EFG Holding reports strong growth in 1Q 2023: EFG Holding reported a net income after tax and minority interest of EGP 885 mn in 1Q 2023, up 157% y-o-y, according to its earnings release (pdf). Revenues were up 129% y-o-y to EGP 4.5 bn, underpinned by growth in treasury operations as well as a strong performance generated by its investment bank and commercial lender aiBank.
The breakdown: Revenues at EFG’s investment bank more than tripled to EGP 3.0 bn in 1Q 2023, driven by a 238% y-o-y surge in investment banking revenue to EGP 216 mn and a 44% y-o-y increase in brokerage revenues to EGP 621 mn. The NBFI platform delivered EGP 689 mn in revenue in 1Q 2023, up 15% from the year before — largely thanks to a 78% rise in revenues to EGP 254 mn at valU, the company’s BNPL arm. Meanwhile, aiBank’s revenues rose 65% y-o-y to EGP 727 mn on the back of higher net interest income. EFG acquired51% of the bank in November 2021.
What they said: “Our core operational platforms supported our performance for the period, especially on the sell-side of the house,” Group CEO Karim Awad said in a statement (pdf). “Our investment banking division executed a strong pipeline of [transactions], concluding two equity and seven debt transactions worth an aggregate of USD 2.9 bn. These included the landmark IPOs of Abraj Energy Services on the Muscat Stock Exchange and Adnoc Gas on the Abu Dhabi Securities Exchange — the largest listings on their respective stock exchange.”

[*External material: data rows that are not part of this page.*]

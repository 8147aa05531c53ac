#![forbid(unsafe_code)]

//! Tracks Twitch channels per user and turns their VODs into ready-to-paste
//! TwitchDownloaderCLI commands.

pub mod catalog;
pub mod commands;
pub mod config;
pub mod error;
pub mod logging;
pub mod metadata;
pub mod sanitize;
pub mod twitch;
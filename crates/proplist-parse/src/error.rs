//! Locate- and parse-level errors.

use proplist_scan::ScanError;

/// A failure while locating the enclosing tag or object literal.
#[derive(Debug, Clone, PartialEq, Eq)]
pub enum LocateError {
    /// No tag starts at or before the cursor offset.
    NoEnclosingTag { offset: usize },
    /// No brace span contains the cursor offset.
    NoEnclosingObject { offset: usize },
    /// Indexing the document failed mid-scan.
    Scan(ScanError),
}

impl std::fmt::Display for LocateError {
    fn fmt(&self, f: &mut std::fmt::Formatter<'_>) -> std::fmt::Result {
        match self {
            LocateError::NoEnclosingTag { offset } => {
                write!(f, "no enclosing tag found at offset {offset}")
            }
            LocateError::NoEnclosingObject { offset } => {
                write!(f, "no enclosing object literal found at offset {offset}")
            }
            LocateError::Scan(err) => write!(f, "{err}"),
        }
    }
}

impl std::error::Error for LocateError {
    fn source(&self) -> Option<&(dyn std::error::Error + 'static)> {
        match self {
            LocateError::Scan(err) => Some(err),
            _ => None,
        }
    }
}

impl From<ScanError> for LocateError {
    fn from(err: ScanError) -> Self {
        LocateError::Scan(err)
    }
}

/// A failure while parsing an entry list.
///
/// Parsing is all-or-nothing: on any error the partial result is
/// discarded and no edit may be applied.
#[derive(Debug, Clone, PartialEq, Eq)]
pub enum ParseError {
    /// End of text was reached without the list's closing terminator.
    UnterminatedEntryList { start: usize },
    /// A character that cannot begin an entry.
    UnexpectedCharacter { offset: usize, found: char },
    /// A scan primitive failed inside the list.
    Scan(ScanError),
}

impl std::fmt::Display for ParseError {
    fn fmt(&self, f: &mut std::fmt::Formatter<'_>) -> std::fmt::Result {
        match self {
            ParseError::UnterminatedEntryList { start } => {
                write!(f, "entry list starting at offset {start} is never closed")
            }
            ParseError::UnexpectedCharacter { offset, found } => {
                write!(f, "unexpected character {found:?} at offset {offset}")
            }
            ParseError::Scan(err) => write!(f, "{err}"),
        }
    }
}

impl std::error::Error for ParseError {
    fn source(&self) -> Option<&(dyn std::error::Error + 'static)> {
        match self {
            ParseError::Scan(err) => Some(err),
            _ => None,
        }
    }
}

impl From<ScanError> for ParseError {
    fn from(err: ScanError) -> Self {
        ParseError::Scan(err)
    }
}

/// Umbrella error for the cursor-level operations.
#[derive(Debug, Clone, PartialEq, Eq)]
pub enum Error {
    Locate(LocateError),
    Parse(ParseError),
}

impl std::fmt::Display for Error {
    fn fmt(&self, f: &mut std::fmt::Formatter<'_>) -> std::fmt::Result {
        match self {
            Error::Locate(err) => write!(f, "{err}"),
            Error::Parse(err) => write!(f, "{err}"),
        }
    }
}

impl std::error::Error for Error {
    fn source(&self) -> Option<&(dyn std::error::Error + 'static)> {
        match self {
            Error::Locate(err) => Some(err),
            Error::Parse(err) => Some(err),
        }
    }
}

impl From<LocateError> for Error {
    fn from(err: LocateError) -> Self {
        Error::Locate(err)
    }
}

impl From<ParseError> for Error {
    fn from(err: ParseError) -> Self {
        Error::Parse(err)
    }
}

EFG Holding?The company’s shareholders yesterday voted to change the company’s name from EFG Hermes Holding to EFG Holding, according to a press release(pdf). Shareholders approved a proposal to raise its issued and paid-in capital by 25% to EGP 7.3 bn and to increase its authorized capital from EGP 6 bn to EGP 30 bn.
IBNSINA EARNINGS RISE-
Ibnsina Pharma’s net income after minority interest rose 22% y-o-y to EGP 72.6 mn in 1Q 2023, according to the company’s earningsrelease (pdf). Ibnsina booked revenues of EGP 6.8 bn, up 28% y-o-y. Revenue growth was driven by the company’s wholesale segment, while efficiency savings protected its bottom line from the impact of inflation and the EGP devaluation.
Ibnsina’s “conservative” strategy reaped rewards: Ibnsina grew revenues in its wholesale business by 63% to hit EGP 2.4 bn, and in its hospital and tenders segment by 30% to reach EGP 1.3 bn. The company pursued a “conservative sales policy” in its core retail business, reducing its credit lines with some pharmacies to mitigate risk amid economic headwinds. That led to more modest growth in the retail segment, which increased 11% to EGP 3.3 bn — meaning its core business accounted for 47% of overall revenues, down from 54% the previous year.
And limited cost inflation: Ibnsina also implemented “conservative” policies to limit growth in operational expenditure to 7% even as input costs increased at a much higher rate, making efficiency savings on salaries, electricity, packaging, and printing, among other areas.
Ibnsina says it’s now the country’s top pharma distributor, citing an IQVIA report that put its market share at 24% in 1Q 2023. “We take great pride in being recognized as the top pharma distributor in Egypt, and we are committed to maintain this position by continuing to innovate, invest, and provide exceptional services,” CEO Omar Abdel Gawad said. “We target in FY23 to restore our revenue growth to reach high teens levels with a significant EBITDA margin enhancement,” he added.